Antonina, too, had insults thrown at her, as the daughter of a charioteer who had sold a race to the Blues. But she was not a physical fighter like Theodora, who went for her tormentors with nails and teeth. She took her revenge in other ways: chiefly – as she grew a little older – by frightening her enemies into imagining themselves the victims of her magical powers. She gradually came herself to believe in the magic. Certainly she had one or two remarkable successes with it. One day she was rudely kicked from behind by Asterius, the Dancing Master of the Greens, whose machinations had been the original cause of all the trouble. She made an image of him in tallow – paunchy, big-nosed, one-eyed – and uttered certain prayers to Hecate, who is the Old Goddess who manages these things, and then drove out his remaining eye with a pin. Before the moon had reached her third quarter, this villain was blinded: a spindle thrown by an angry woman at her husband somehow struck him instead, as he was passing by their street door. Theodora much admired Antonina for this action, and together they tried to destroy Cappadocian John too. But I suppose that his many prayers in Church hindered Hecate's action; for he continued to thrive. Then they swore by the Sacred Rattle – a most terrible oath – that they would never rest until one or other of them had reduced John to the nakedness and beggary which were his due. The sequel will be told before this book is over.

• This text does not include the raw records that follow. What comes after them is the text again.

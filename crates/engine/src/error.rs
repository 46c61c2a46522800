//! Engine error types

use thiserror::Error;

use spillway_config::ConfigError;
use spillway_wal::StoreError;

/// Errors raised while bringing the engine up.
///
/// Once running, the engine never errors outward; ingest problems are
/// reported in acks and drain problems in logs and metrics.
#[derive(Debug, Error)]
pub enum EngineError {
    /// Configuration failed validation
    #[error(transparent)]
    Config(#[from] ConfigError),

    /// The durable log could not be opened
    #[error("failed to open durable log: {0}")]
    Store(#[from] StoreError),
}
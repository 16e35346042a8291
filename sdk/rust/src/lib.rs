//! Typed client for the API relay admin and proxy surfaces.

mod client;

pub use client::{ClientError, Envelope, RelayClient};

An old Syro-Phoenician sorcerer from whom my mistress Antonina learned her magic – my master Damocles had befriended him – cast the two girls' horoscopes one day, which amazed and terrified him by their brilliance. He told Theodora that she was fated to marry the King of the Demons and to reign more gloriously than any woman since Queen Semiramis and never to lack for gold. As for Antonina, she should marry a patrician, the one good man in a wholly bad world; and, whereas Theodora's share of misfortune would occur in the earlier part of her life, Antonina should be spared misfortune until extreme old age, when it would be soon done.

Theodora bent her brows at him and said: ‘Old man, are you trying your usual flattering tricks on us? Are you unaware, for a start, that men of birth are forbidden by ancient law to marry women of our profession? Confess that you lie!'

He trembled, but would not retract a word, inviting her to show the figures of these horoscopes to any reputable astrologer. So she did so, and the second astrologer, an Alexandrian Greek, made much the same deductions as the first.

Then she said to my mistress Antonina, laughing: ‘Dearest girl, what your husband will not be able to accomplish for us by goodness, I shall make my husband accomplish by demonry.'

Another memory that I have is of Theodora going into the Theatre wearing nothing except the obligatory loin-cloth and a large hat. That was when she was almost fully mature in body. Her game was that her loin-cloth was always coming untied: she used to go with it in her hand to the busy faction-official who attended people to their seats and complain that ‘certain men of Belial' had rudely pulled it off her. She desired him to escort her to some private place and assist her to put it on again. Meanwhile she modestly covered her thighs with her hat. Her gravity, her mock-distress, her persistence, used to exasperate the official, to the delight of the benches.